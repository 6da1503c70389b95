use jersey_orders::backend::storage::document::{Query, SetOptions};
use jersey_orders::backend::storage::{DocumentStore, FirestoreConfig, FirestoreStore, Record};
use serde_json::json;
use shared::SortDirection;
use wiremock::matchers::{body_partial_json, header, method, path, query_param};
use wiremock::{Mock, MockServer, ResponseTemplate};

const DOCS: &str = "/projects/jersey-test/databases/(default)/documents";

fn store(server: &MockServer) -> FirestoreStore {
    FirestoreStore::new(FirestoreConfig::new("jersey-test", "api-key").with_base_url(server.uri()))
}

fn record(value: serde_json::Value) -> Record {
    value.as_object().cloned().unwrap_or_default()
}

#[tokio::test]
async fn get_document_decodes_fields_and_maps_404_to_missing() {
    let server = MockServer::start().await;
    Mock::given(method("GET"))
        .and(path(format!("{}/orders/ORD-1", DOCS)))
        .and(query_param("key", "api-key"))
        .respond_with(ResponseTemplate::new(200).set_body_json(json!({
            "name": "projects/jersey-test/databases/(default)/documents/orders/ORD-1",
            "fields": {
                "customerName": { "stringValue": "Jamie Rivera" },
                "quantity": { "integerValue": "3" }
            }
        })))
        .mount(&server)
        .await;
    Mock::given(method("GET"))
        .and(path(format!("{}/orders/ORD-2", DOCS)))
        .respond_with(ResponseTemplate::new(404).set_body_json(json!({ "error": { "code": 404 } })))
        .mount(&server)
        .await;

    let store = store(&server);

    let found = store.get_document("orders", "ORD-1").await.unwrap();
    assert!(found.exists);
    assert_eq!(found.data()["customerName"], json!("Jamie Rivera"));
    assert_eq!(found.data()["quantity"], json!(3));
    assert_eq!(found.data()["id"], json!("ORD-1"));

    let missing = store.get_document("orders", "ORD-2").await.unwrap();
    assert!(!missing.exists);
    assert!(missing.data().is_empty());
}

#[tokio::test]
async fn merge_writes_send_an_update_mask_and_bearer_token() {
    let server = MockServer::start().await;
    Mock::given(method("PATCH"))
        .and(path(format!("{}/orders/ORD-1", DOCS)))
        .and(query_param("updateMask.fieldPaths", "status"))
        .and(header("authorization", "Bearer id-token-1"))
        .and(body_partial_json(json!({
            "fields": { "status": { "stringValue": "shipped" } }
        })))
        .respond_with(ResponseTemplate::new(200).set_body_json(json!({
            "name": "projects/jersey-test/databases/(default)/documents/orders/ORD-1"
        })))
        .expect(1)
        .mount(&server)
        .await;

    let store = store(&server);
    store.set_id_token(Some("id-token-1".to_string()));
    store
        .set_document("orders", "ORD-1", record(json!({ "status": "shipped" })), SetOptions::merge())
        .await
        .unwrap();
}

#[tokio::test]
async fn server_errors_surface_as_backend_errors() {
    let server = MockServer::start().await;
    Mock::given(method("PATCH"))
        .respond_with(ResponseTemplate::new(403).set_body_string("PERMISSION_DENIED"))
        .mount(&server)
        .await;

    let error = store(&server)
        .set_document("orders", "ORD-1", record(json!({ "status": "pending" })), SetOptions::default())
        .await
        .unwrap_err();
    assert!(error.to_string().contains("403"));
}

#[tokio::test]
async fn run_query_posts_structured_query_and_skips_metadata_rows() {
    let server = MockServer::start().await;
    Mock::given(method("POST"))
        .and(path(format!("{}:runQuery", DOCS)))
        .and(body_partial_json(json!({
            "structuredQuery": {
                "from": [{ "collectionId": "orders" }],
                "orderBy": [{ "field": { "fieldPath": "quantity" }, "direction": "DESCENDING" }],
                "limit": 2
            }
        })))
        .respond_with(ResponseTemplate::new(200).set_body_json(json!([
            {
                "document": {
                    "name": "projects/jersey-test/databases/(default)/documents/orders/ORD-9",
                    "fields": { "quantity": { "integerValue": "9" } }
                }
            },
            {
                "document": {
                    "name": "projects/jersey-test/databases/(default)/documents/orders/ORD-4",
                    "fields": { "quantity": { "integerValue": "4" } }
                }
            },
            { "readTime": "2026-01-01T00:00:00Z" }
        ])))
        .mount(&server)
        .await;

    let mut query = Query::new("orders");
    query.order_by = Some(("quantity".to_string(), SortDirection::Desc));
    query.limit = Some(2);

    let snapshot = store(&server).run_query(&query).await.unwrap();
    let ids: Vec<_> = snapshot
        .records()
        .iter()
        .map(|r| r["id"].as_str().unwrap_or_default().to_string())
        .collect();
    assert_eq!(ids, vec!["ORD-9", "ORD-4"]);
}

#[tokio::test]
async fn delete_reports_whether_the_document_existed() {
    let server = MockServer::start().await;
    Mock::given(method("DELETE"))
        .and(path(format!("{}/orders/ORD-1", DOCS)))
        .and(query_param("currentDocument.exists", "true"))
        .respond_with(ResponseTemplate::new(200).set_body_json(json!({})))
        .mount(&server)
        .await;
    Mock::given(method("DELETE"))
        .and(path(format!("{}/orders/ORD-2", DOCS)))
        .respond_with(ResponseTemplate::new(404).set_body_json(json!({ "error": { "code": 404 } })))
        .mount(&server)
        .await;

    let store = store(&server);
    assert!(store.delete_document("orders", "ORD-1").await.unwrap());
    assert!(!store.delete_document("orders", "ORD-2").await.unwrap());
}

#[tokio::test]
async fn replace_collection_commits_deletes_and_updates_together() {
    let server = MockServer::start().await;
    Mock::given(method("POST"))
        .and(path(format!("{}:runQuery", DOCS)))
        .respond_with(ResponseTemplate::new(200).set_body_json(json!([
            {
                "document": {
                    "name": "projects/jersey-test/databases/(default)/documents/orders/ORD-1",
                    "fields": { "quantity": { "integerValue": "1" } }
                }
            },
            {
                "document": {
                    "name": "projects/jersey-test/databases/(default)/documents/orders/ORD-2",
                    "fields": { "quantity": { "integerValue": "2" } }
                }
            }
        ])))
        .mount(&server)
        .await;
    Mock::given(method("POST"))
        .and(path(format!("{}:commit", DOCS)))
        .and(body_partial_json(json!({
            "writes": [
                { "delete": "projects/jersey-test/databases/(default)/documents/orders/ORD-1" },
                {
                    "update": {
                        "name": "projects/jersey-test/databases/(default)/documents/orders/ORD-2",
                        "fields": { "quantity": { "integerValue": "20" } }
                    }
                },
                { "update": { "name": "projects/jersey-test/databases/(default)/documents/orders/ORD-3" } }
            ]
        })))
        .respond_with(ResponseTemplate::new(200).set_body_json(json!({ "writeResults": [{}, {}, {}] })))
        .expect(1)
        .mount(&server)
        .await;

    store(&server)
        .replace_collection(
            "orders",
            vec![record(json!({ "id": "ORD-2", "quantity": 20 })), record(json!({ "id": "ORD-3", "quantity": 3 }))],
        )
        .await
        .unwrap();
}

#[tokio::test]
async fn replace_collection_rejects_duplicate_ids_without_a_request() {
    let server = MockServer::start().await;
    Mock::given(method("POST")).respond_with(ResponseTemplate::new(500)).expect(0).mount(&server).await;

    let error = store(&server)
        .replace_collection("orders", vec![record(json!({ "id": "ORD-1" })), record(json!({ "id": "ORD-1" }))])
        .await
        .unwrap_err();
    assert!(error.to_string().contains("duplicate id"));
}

INSTRUCTIONS TO FOLLOW - Print the material word for word, with nothing left out.

RESULT OF THE TASK -
repository 6da1503c70389b95
use jersey_orders::backend::storage::document::{Query, SetOptions};
use jersey_orders::backend::storage::{DocumentStore, FirestoreConfig, FirestoreStore, Record};
use serde_json::json;
use shared::SortDirection;
use wiremock::matchers::{body_partial_json, header, method, path, query_param};
use wiremock::{Mock, MockServer, ResponseTemplate};

const DOCS: &str = "/projects/jersey-test/databases/(default)/documents";

fn store(server: &MockServer) -> FirestoreStore {
    FirestoreStore::new(FirestoreConfig::new("jersey-test", "api-key").with_base_url(server.uri()))
}

fn record(value: serde_json::Value) -> Record {
    value.as_object().cloned().unwrap_or_default()
}

#[tokio::test]
async fn get_document_decodes_fields_and_maps_404_to_missing() {
    let server = MockServer::start().await;
    Mock::given(method("GET"))
        .and(path(format!("{}/orders/ORD-1", DOCS)))
        .and(query_param("key", "api-key"))
        .respond_with(ResponseTemplate::new(200).set_body_json(json!({
            "name": "projects/jersey-test/databases/(default)/documents/orders/ORD-1",
            "fields": {
                "customerName": { "stringValue": "Jamie Rivera" },
                "quantity": { "integerValue": "3" }
            }
        })))
        .mount(&server)
        .await;
    Mock::given(method("GET"))
        .and(path(format!("{}/orders/ORD-2", DOCS)))
        .respond_with(ResponseTemplate::new(404).set_body_json(json!({ "error": { "code": 404 } })))
        .mount(&server)
        .await;

    let store = store(&server);

    let found = store.get_document("orders", "ORD-1").await.unwrap();
    assert!(found.exists);
    assert_eq!(found.data()["customerName"], json!("Jamie Rivera"));
    assert_eq!(found.data()["quantity"], json!(3));
    assert_eq!(found.data()["id"], json!("ORD-1"));

    let missing = store.get_document("orders", "ORD-2").await.unwrap();
    assert!(!missing.exists);
    assert!(missing.data().is_empty());
}

#[tokio::test]
async fn merge_writes_send_an_update_mask_and_bearer_token() {
    let server = MockServer::start().await;
    Mock::given(method("PATCH"))
        .and(path(format!("{}/orders/ORD-1", DOCS)))
        .and(query_param("updateMask.fieldPaths", "status"))
        .and(header("authorization", "Bearer id-token-1"))
        .and(body_partial_json(json!({
            "fields": { "status": { "stringValue": "shipped" } }
        })))
        .respond_with(ResponseTemplate::new(200).set_body_json(json!({
            "name": "projects/jersey-test/databases/(default)/documents/orders/ORD-1"
        })))
        .expect(1)
        .mount(&server)
        .await;

    let store = store(&server);
    store.set_id_token(Some("id-token-1".to_string()));
    store
        .set_document("orders", "ORD-1", record(json!({ "status": "shipped" })), SetOptions::merge())
        .await
        .unwrap();
}

#[tokio::test]
async fn server_errors_surface_as_backend_errors() {
    let server = MockServer::start().await;
    Mock::given(method("PATCH"))
        .respond_with(ResponseTemplate::new(403).set_body_string("PERMISSION_DENIED"))
        .mount(&server)
        .await;

    let error = store(&server)
        .set_document("orders", "ORD-1", record(json!({ "status": "pending" })), SetOptions::default())
        .await
        .unwrap_err();
    assert!(error.to_string().contains("403"));
}

#[tokio::test]
async fn run_query_posts_structured_query_and_skips_metadata_rows() {
    let server = MockServer::start().await;
    Mock::given(method("POST"))
        .and(path(format!("{}:runQuery", DOCS)))
        .and(body_partial_json(json!({
            "structuredQuery": {
                "from": [{ "collectionId": "orders" }],
                "orderBy": [{ "field": { "fieldPath": "quantity" }, "direction": "DESCENDING" }],
                "limit": 2
            }
        })))
        .respond_with(ResponseTemplate::new(200).set_body_json(json!([
            {
                "document": {
                    "name": "projects/jersey-test/databases/(default)/documents/orders/ORD-9",
                    "fields": { "quantity": { "integerValue": "9" } }
                }
            },
            {
                "document": {
                    "name": "projects/jersey-test/databases/(default)/documents/orders/ORD-4",
                    "fields": { "quantity": { "integerValue": "4" } }
                }
            },
            { "readTime": "2026-01-01T00:00:00Z" }
        ])))
        .mount(&server)
        .await;

    let mut query = Query::new("orders");
    query.order_by = Some(("quantity".to_string(), SortDirection::Desc));
    query.limit = Some(2);

    let snapshot = store(&server).run_query(&query).await.unwrap();
    let ids: Vec<_> = snapshot
        .records()
        .iter()
        .map(|r| r["id"].as_str().unwrap_or_default().to_string())
        .collect();
    assert_eq!(ids, vec!["ORD-9", "ORD-4"]);
}

#[tokio::test]
async fn delete_reports_whether_the_document_existed() {
    let server = MockServer::start().await;
    Mock::given(method("DELETE"))
        .and(path(format!("{}/orders/ORD-1", DOCS)))
        .and(query_param("currentDocument.exists", "true"))
        .respond_with(ResponseTemplate::new(200).set_body_json(json!({})))
        .mount(&server)
        .await;
    Mock::given(method("DELETE"))
        .and(path(format!("{}/orders/ORD-2", DOCS)))
        .respond_with(ResponseTemplate::new(404).set_body_json(json!({ "error": { "code": 404 } })))
        .mount(&server)
        .await;

    let store = store(&server);
    assert!(store.delete_document("orders", "ORD-1").await.unwrap());
    assert!(!store.delete_document("orders", "ORD-2").await.unwrap());
}

#[tokio::test]
async fn replace_collection_commits_deletes_and_updates_together() {
    let server = MockServer::start().await;
    Mock::given(method("POST"))
        .and(path(format!("{}:runQuery", DOCS)))
        .respond_with(ResponseTemplate::new(200).set_body_json(json!([
            {
                "document": {
                    "name": "projects/jersey-test/databases/(default)/documents/orders/ORD-1",
                    "fields": { "quantity": { "integerValue": "1" } }
                }
            },
            {
                "document": {
                    "name": "projects/jersey-test/databases/(default)/documents/orders/ORD-2",
                    "fields": { "quantity": { "integerValue": "2" } }
                }
            }
        ])))
        .mount(&server)
        .await;
    Mock::given(method("POST"))
        .and(path(format!("{}:commit", DOCS)))
        .and(body_partial_json(json!({
            "writes": [
                { "delete": "projects/jersey-test/databases/(default)/documents/orders/ORD-1" },
                {
                    "update": {
                        "name": "projects/jersey-test/databases/(default)/documents/orders/ORD-2",
                        "fields": { "quantity": { "integerValue": "20" } }
                    }
                },
                { "update": { "name": "projects/jersey-test/databases/(default)/documents/orders/ORD-3" } }
            ]
        })))
        .respond_with(ResponseTemplate::new(200).set_body_json(json!({ "writeResults": [{}, {}, {}] })))
        .expect(1)
        .mount(&server)
        .await;

    store(&server)
        .replace_collection(
            "orders",
            vec![record(json!({ "id": "ORD-2", "quantity": 20 })), record(json!({ "id": "ORD-3", "quantity": 3 }))],
        )
        .await
        .unwrap();
}

#[tokio::test]
async fn replace_collection_rejects_duplicate_ids_without_a_request() {
    let server = MockServer::start().await;
    Mock::given(method("POST")).respond_with(ResponseTemplate::new(500)).expect(0).mount(&server).await;

    let error = store(&server)
        .replace_collection("orders", vec![record(json!({ "id": "ORD-1" })), record(json!({ "id": "ORD-1" }))])
        .await
        .unwrap_err();
    assert!(error.to_string().contains("duplicate id"));
}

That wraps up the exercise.